By Vivian Kane | Miscellaneous | August 9, 2016 |

By Vivian Kane | Miscellaneous | August 9, 2016 |



You’d think that by now, female athletes at the Olympics wouldn’t be such a perplexing subject for anyone, and yet here we are. Pretty much everyone involved in the summer games (save, I suppose, for the athletes themselves) just can’t seem to figure out how to process the idea of women who are also Olympians.

First, NBC’s ratings took a major dive when they decided to show the opening ceremony (and other events) on an hour-long time delay. Their reasoning was that women don’t care enough about sports to get wrapped up in a silly little thing like timeliness.

The people who watch the Olympics are not particularly sports fans. More women watch the Games than men, and for the women, they’re less interested in the result and more interested in the journey.

It’s sort of like the ultimate reality show and mini-series wrapped into one. And to tell the truth, it has been the complaint of a few sports writers. It has not been the complaint of the vast viewing public.

Commentators also can’t quite figure out what to make of these athletes who also happen to be women, as if their lady muscles were some sort of INCREDIBLE NOVEL, MODERN CONCEPT, possibly conceived in a lab outside of Rio, probably by a team made up of husbands and boyfriends.

But there’s one area where women are getting the respect they deserve, and it’s an important one: in the ads. NBC says women are their biggest demographic, but they bungled and continue to bungle how to present the event to us. Men are reportedly interacting with the event’s sponsors more than women on social media, which might make those brands think they need to cater more to men. So it’s actually pretty remarkable that so many companies are treating the female athletes and audiences with so much respect and care.

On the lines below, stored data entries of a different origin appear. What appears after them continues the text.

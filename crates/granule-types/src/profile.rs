// ─────────────────────────────────────────────────────────────────────
// Granule AMR Core — Radial Profile Containers
// © 1998–2026 Miroslav Šotek. All rights reserved.
// Contact: www.anulum.li | protoscience@anulum.li
// ORCID: https://orcid.org/0009-0009-3560-0851
// License: GNU AGPL v3 | Commercial licensing available
// ─────────────────────────────────────────────────────────────────────
//! Radial profile containers shared by the statistics pipeline.

use crate::error::{GranuleError, GranuleResult};

/// Binned radial profile accumulated around a fixed center.
///
/// `data` holds the weighted sum during accumulation and the weighted
/// average after root-rank normalization; `weight` holds the summed
/// cell volumes and `ncell` the contributing cell counts. All four
/// per-bin vectors always share the same length.
#[derive(Debug, Clone, PartialEq)]
pub struct Profile {
    pub center: [f64; 3],
    /// Realized maximum radius covered by the allocated bins.
    pub max_radius: f64,
    pub log_bin: bool,
    /// Ratio between adjacent bin widths; only meaningful when
    /// `log_bin` is set.
    pub log_bin_ratio: f64,
    pub radius: Vec<f64>,
    pub data: Vec<f64>,
    pub weight: Vec<f64>,
    pub ncell: Vec<i64>,
}

impl Profile {
    /// Zero-filled profile with `nbin` bins.
    pub fn allocate(
        center: [f64; 3],
        max_radius: f64,
        log_bin: bool,
        log_bin_ratio: f64,
        nbin: usize,
    ) -> GranuleResult<Self> {
        if nbin == 0 {
            return Err(GranuleError::ConfigError(
                "Profile allocation requires nbin >= 1".to_string(),
            ));
        }
        Ok(Self {
            center,
            max_radius,
            log_bin,
            log_bin_ratio,
            radius: vec![0.0; nbin],
            data: vec![0.0; nbin],
            weight: vec![0.0; nbin],
            ncell: vec![0; nbin],
        })
    }

    pub fn nbin(&self) -> usize {
        self.radius.len()
    }
}

/// Reference profile of per-bin mean and dispersion estimates, sampled
/// on a uniform radial grid starting at `dr/2`.
#[derive(Debug, Clone, PartialEq)]
pub struct ProfileWithSigma {
    pub max_radius: f64,
    pub radius: Vec<f64>,
    pub mean: Vec<f64>,
    pub sigma: Vec<f64>,
}

impl ProfileWithSigma {
    /// Build a uniformly binned reference profile.
    ///
    /// Bin `b` is centered at `(b + 0.5) * dr`; `mean` and `sigma`
    /// must both have length `nbin`.
    pub fn linear(nbin: usize, dr: f64, mean: Vec<f64>, sigma: Vec<f64>) -> GranuleResult<Self> {
        if nbin == 0 {
            return Err(GranuleError::ConfigError(
                "Reference profile requires nbin >= 1".to_string(),
            ));
        }
        if !dr.is_finite() || dr <= 0.0 {
            return Err(GranuleError::ConfigError(format!(
                "Reference profile bin width must be finite > 0, got {dr}"
            )));
        }
        if mean.len() != nbin || sigma.len() != nbin {
            return Err(GranuleError::ConfigError(format!(
                "Reference profile length mismatch: nbin={nbin}, mean={}, sigma={}",
                mean.len(),
                sigma.len()
            )));
        }
        let radius: Vec<f64> = (0..nbin).map(|b| (b as f64 + 0.5) * dr).collect();
        Ok(Self {
            max_radius: nbin as f64 * dr,
            radius,
            mean,
            sigma,
        })
    }

    pub fn nbin(&self) -> usize {
        self.radius.len()
    }

    /// Uniform bin width of the reference grid.
    pub fn dr(&self) -> f64 {
        2.0 * self.radius[0]
    }
}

There’s this super weird Procter & Gamble ad, whose entire concept seemed to be “let’s have Olympians tell us their most traumatizing stories, and then everyone’s moms will buy shit.” It’s an odd angle, but maybe a nice balance to NBC continuing to give credit to female Olympians’ husbands.

Other companies aren’t targeting entire lines of ads towards women, but are giving equal weight to the female athletes they feature, which is LITERALLY all we want. Like this tearjearking Hershey’s campaign, with care packages from home filled with notes and chocolate. Which, okay, maybe that’s all we want.

This Under Armor ad isn’t making a huge statement about their respect for female Olympic athletes, but you put a strong beat under a bunch of badass women, make them hot as hell without sexualizing them, and boom, that’s an ad we’re all happy to watch.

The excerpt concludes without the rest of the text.